*Dataset excerpts*
--------------------

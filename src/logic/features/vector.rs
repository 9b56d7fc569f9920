//! Feature Vector - the fixed-order numeric input to the classifiers

use serde::{Deserialize, Serialize};

use super::layout::{feature_index, FEATURE_COUNT, FEATURE_LAYOUT};

/// Ordered feature values in the layout defined by `FEATURE_LAYOUT`.
#[derive(Debug, Clone, PartialEq, Serialize, Deserialize)]
pub struct FeatureVector {
    pub values: [f32; FEATURE_COUNT],
}

impl FeatureVector {
    pub fn new() -> Self {
        Self {
            values: [0.0; FEATURE_COUNT],
        }
    }

    pub fn from_values(values: [f32; FEATURE_COUNT]) -> Self {
        Self { values }
    }

    pub fn as_array(&self) -> &[f32; FEATURE_COUNT] {
        &self.values
    }

    pub fn as_slice(&self) -> &[f32] {
        &self.values
    }

    pub fn get(&self, index: usize) -> Option<f32> {
        self.values.get(index).copied()
    }

    pub fn get_by_name(&self, name: &str) -> Option<f32> {
        feature_index(name).and_then(|i| self.get(i))
    }

    /// Named values for structured logging
    pub fn to_log_entry(&self) -> serde_json::Value {
        serde_json::json!(FEATURE_LAYOUT
            .iter()
            .zip(self.values.iter())
            .map(|(name, value)| (name.to_string(), *value))
            .collect::<std::collections::BTreeMap<_, _>>())
    }
}

impl Default for FeatureVector {
    fn default() -> Self {
        Self::new()
    }
}

#[cfg(test)]
mod tests {
    use super::*;

    #[test]
    fn test_new_is_zeroed() {
        let vector = FeatureVector::new();
        assert_eq!(vector.values, [0.0; FEATURE_COUNT]);
    }

    #[test]
    fn test_get_by_name() {
        let mut values = [0.0; FEATURE_COUNT];
        values[7] = 3.0; // drug_count
        let vector = FeatureVector::from_values(values);

        assert_eq!(vector.get_by_name("drug_count"), Some(3.0));
        assert_eq!(vector.get_by_name("age_bucket_le"), Some(0.0));
        assert_eq!(vector.get_by_name("nonexistent"), None);
    }

    #[test]
    fn test_to_log_entry_names_every_feature() {
        let log = FeatureVector::new().to_log_entry();
        let map = log.as_object().unwrap();
        assert_eq!(map.len(), FEATURE_COUNT);
        assert!(map.contains_key("polypharmacy"));
    }
}
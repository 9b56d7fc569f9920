//! MediVision API Server
//!
//! Explainable pharmacovigilance risk prediction over FAERS-trained
//! organ-damage classifiers.
//!
//! # Architecture
//!
//! ```text
//! ┌──────────────────────────────────────────────────────────────┐
//! │                      MEDIVISION API                          │
//! ├──────────────────────────────────────────────────────────────┤
//! │  ┌──────────┐  ┌───────────┐  ┌──────────┐  ┌─────────────┐ │
//! │  │ Feature  │→ │ Organ     │→ │ Risk     │→ │ Prompt      │ │
//! │  │ Encoder  │  │ Predictor │  │ Aggreg.  │  │ Composer    │ │
//! │  └──────────┘  └───────────┘  └──────────┘  └──────┬──────┘ │
//! │   label          3x ONNX        weights,           ▼        │
//! │   encoders       sessions       variance    chat-completion │
//! │                                              provider (ext) │
//! └──────────────────────────────────────────────────────────────┘
//! ```
//!
//! Artifacts load once at startup; a missing model or encoder refuses
//! startup entirely. Requests are stateless and independent.

mod config;
mod error;
mod handlers;
mod llm;
mod logic;
mod models;

use std::net::SocketAddr;
use std::sync::Arc;

use axum::{
    routing::{get, post},
    Router,
};
use tower_http::{
    cors::{Any, CorsLayer},
    trace::TraceLayer,
};
use tracing_subscriber::{layer::SubscriberExt, util::SubscriberInitExt};

use crate::llm::ExplanationClient;
use crate::logic::features::EncoderSet;
use crate::logic::model::ModelRegistry;

pub use error::{AppError, AppResult};

#[tokio::main]
async fn main() {
    // Initialize logging
    tracing_subscriber::registry()
        .with(
            tracing_subscriber::EnvFilter::try_from_default_env()
                .unwrap_or_else(|_| "medivision_api=debug,tower_http=debug".into()),
        )
        .with(tracing_subscriber::fmt::layer())
        .init();

    // Load configuration
    dotenvy::dotenv().ok();
    let config = config::Config::from_env().expect("Failed to load configuration");

    tracing::info!("MediVision API starting...");
    tracing::info!("Artifacts directory: {}", config.artifacts_dir.display());

    // Load artifacts - any failure here is fatal
    let encoders = EncoderSet::load(&config.artifacts_dir).expect("Failed to load label encoders");
    let registry =
        ModelRegistry::load(&config.artifacts_dir).expect("Failed to load model artifacts");

    tracing::info!(
        "Loaded {} organ models and {} label encoders",
        registry.organ_count(),
        encoders.columns()
    );

    let llm = ExplanationClient::new(
        config.groq_api_key.clone(),
        config.groq_base_url.clone(),
        config.groq_model.clone(),
    );

    // Build application state
    let state = AppState {
        encoders: Arc::new(encoders),
        models: Arc::new(registry),
        llm,
    };

    // Build router
    let app = create_router(state);

    // Start server
    let addr = SocketAddr::from(([0, 0, 0, 0], config.port));
    tracing::info!("Server listening on http://{}", addr);

    let listener = tokio::net::TcpListener::bind(addr).await.unwrap();
    axum::serve(listener, app).await.unwrap();
}

/// Shared application state: artifacts loaded once, read-only afterwards
#[derive(Clone)]
pub struct AppState {
    pub encoders: Arc<EncoderSet>,
    pub models: Arc<ModelRegistry>,
    pub llm: ExplanationClient,
}

/// Create the main router with all routes
fn create_router(state: AppState) -> Router {
    Router::new()
        .route("/", get(handlers::health::info))
        .route("/predict", post(handlers::predict::predict))
        .route("/detailed-analysis", post(handlers::analysis::detailed_analysis))
        .layer(TraceLayer::new_for_http())
        .layer(
            CorsLayer::new()
                .allow_origin(Any)
                .allow_methods(Any)
                .allow_headers(Any),
        )
        .with_state(state)
}
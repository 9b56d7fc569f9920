//! Label encoders and request encoding
//!
//! The encoders are fit offline against the FAERS training data and
//! shipped as `label_encoders.json`: a map of column name to the ordered
//! class list, where a class's position is its integer code. A value the
//! encoder has never seen encodes to 0 without raising; callers never
//! observe an encoding failure.

use std::collections::HashMap;
use std::fs;
use std::path::Path;

use anyhow::Context;
use serde::Deserialize;

use crate::models::PredictionRequest;

use super::layout::ENCODED_COLUMNS;
use super::vector::FeatureVector;

/// Artifact file holding the fitted class lists, one per categorical column.
pub const ENCODER_ARTIFACT: &str = "label_encoders.json";

/// A single fitted label encoder: class string -> integer code.
#[derive(Debug, Clone)]
pub struct LabelEncoder {
    index: HashMap<String, usize>,
}

impl LabelEncoder {
    /// Build from the ordered class list the encoder was fit with.
    /// Classes are normalized to upper case so matching is case-insensitive.
    pub fn new<I, S>(classes: I) -> Self
    where
        I: IntoIterator<Item = S>,
        S: AsRef<str>,
    {
        let index = classes
            .into_iter()
            .enumerate()
            .map(|(i, class)| (class.as_ref().trim().to_uppercase(), i))
            .collect();
        Self { index }
    }

    /// Encode a raw value. Unseen values map to 0, silently.
    pub fn transform(&self, value: &str) -> f32 {
        let key = value.trim().to_uppercase();
        self.index.get(&key).copied().unwrap_or(0) as f32
    }
}

#[derive(Debug, Deserialize)]
struct EncoderArtifact(HashMap<String, Vec<String>>);

/// The full set of per-column encoders loaded at startup.
#[derive(Debug, Clone)]
pub struct EncoderSet {
    encoders: HashMap<String, LabelEncoder>,
}

impl EncoderSet {
    /// Load the encoder artifact from the artifacts directory.
    /// A missing or malformed file is fatal at startup.
    pub fn load(dir: &Path) -> anyhow::Result<Self> {
        let path = dir.join(ENCODER_ARTIFACT);
        let raw = fs::read_to_string(&path)
            .with_context(|| format!("failed to read {}", path.display()))?;
        let artifact: EncoderArtifact = serde_json::from_str(&raw)
            .with_context(|| format!("failed to parse {}", path.display()))?;
        Ok(Self::from_classes(artifact.0))
    }

    pub fn from_classes(classes: HashMap<String, Vec<String>>) -> Self {
        let encoders = classes
            .into_iter()
            .map(|(column, classes)| (column, LabelEncoder::new(classes)))
            .collect();
        Self { encoders }
    }

    /// Encode one column value; a column with no fitted encoder also
    /// falls back to 0.
    pub fn transform(&self, column: &str, value: &str) -> f32 {
        self.encoders
            .get(column)
            .map(|enc| enc.transform(value))
            .unwrap_or(0.0)
    }

    /// Map a raw request into the fixed-order feature vector.
    pub fn encode(&self, req: &PredictionRequest) -> FeatureVector {
        let categorical: [&str; 7] = [
            age_bucket(req.age),
            &req.sex,
            &req.reporter_type,
            &req.route,
            &req.dose_bin,
            &req.indication,
            &req.active_ingredient,
        ];

        let mut values = [0.0f32; super::layout::FEATURE_COUNT];
        for (i, (column, value)) in ENCODED_COLUMNS.iter().zip(categorical).enumerate() {
            values[i] = self.transform(column, value);
        }
        values[7] = req.drug_count as f32;
        values[8] = req.reaction_count as f32;
        values[9] = req.serious_outcome as f32;
        values[10] = req.polypharmacy as f32;

        FeatureVector::from_values(values)
    }

    pub fn columns(&self) -> usize {
        self.encoders.len()
    }
}

/// Age band used both as a model feature and in the composed prompts.
pub fn age_bucket(age: Option<i32>) -> &'static str {
    match age {
        None => "Unknown",
        Some(a) if a <= 18 => "0-18",
        Some(a) if a <= 45 => "19-45",
        Some(a) if a <= 65 => "46-65",
        Some(_) => "65+",
    }
}
//! Service info handler

use axum::Json;
use serde::Serialize;

#[derive(Serialize)]
pub struct ServiceInfo {
    message: &'static str,
    status: &'static str,
    endpoints: [&'static str; 2],
}

pub async fn info() -> Json<ServiceInfo> {
    Json(ServiceInfo {
        message: concat!("MediVision API v", env!("CARGO_PKG_VERSION")),
        status: "operational",
        endpoints: ["/predict", "/detailed-analysis"],
    })
}

#[cfg(test)]
mod tests {
    use super::*;

    #[tokio::test]
    async fn test_info_payload() {
        let Json(info) = info().await;
        assert_eq!(info.status, "operational");
        assert!(info.endpoints.contains(&"/predict"));
        assert!(info.endpoints.contains(&"/detailed-analysis"));
    }
}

--------------------

In the entries above, identify every line with the word "crate". Copy those lines.

use crate::llm::ExplanationClient;
use crate::logic::features::EncoderSet;
use crate::logic::model::ModelRegistry;
use crate::models::PredictionRequest;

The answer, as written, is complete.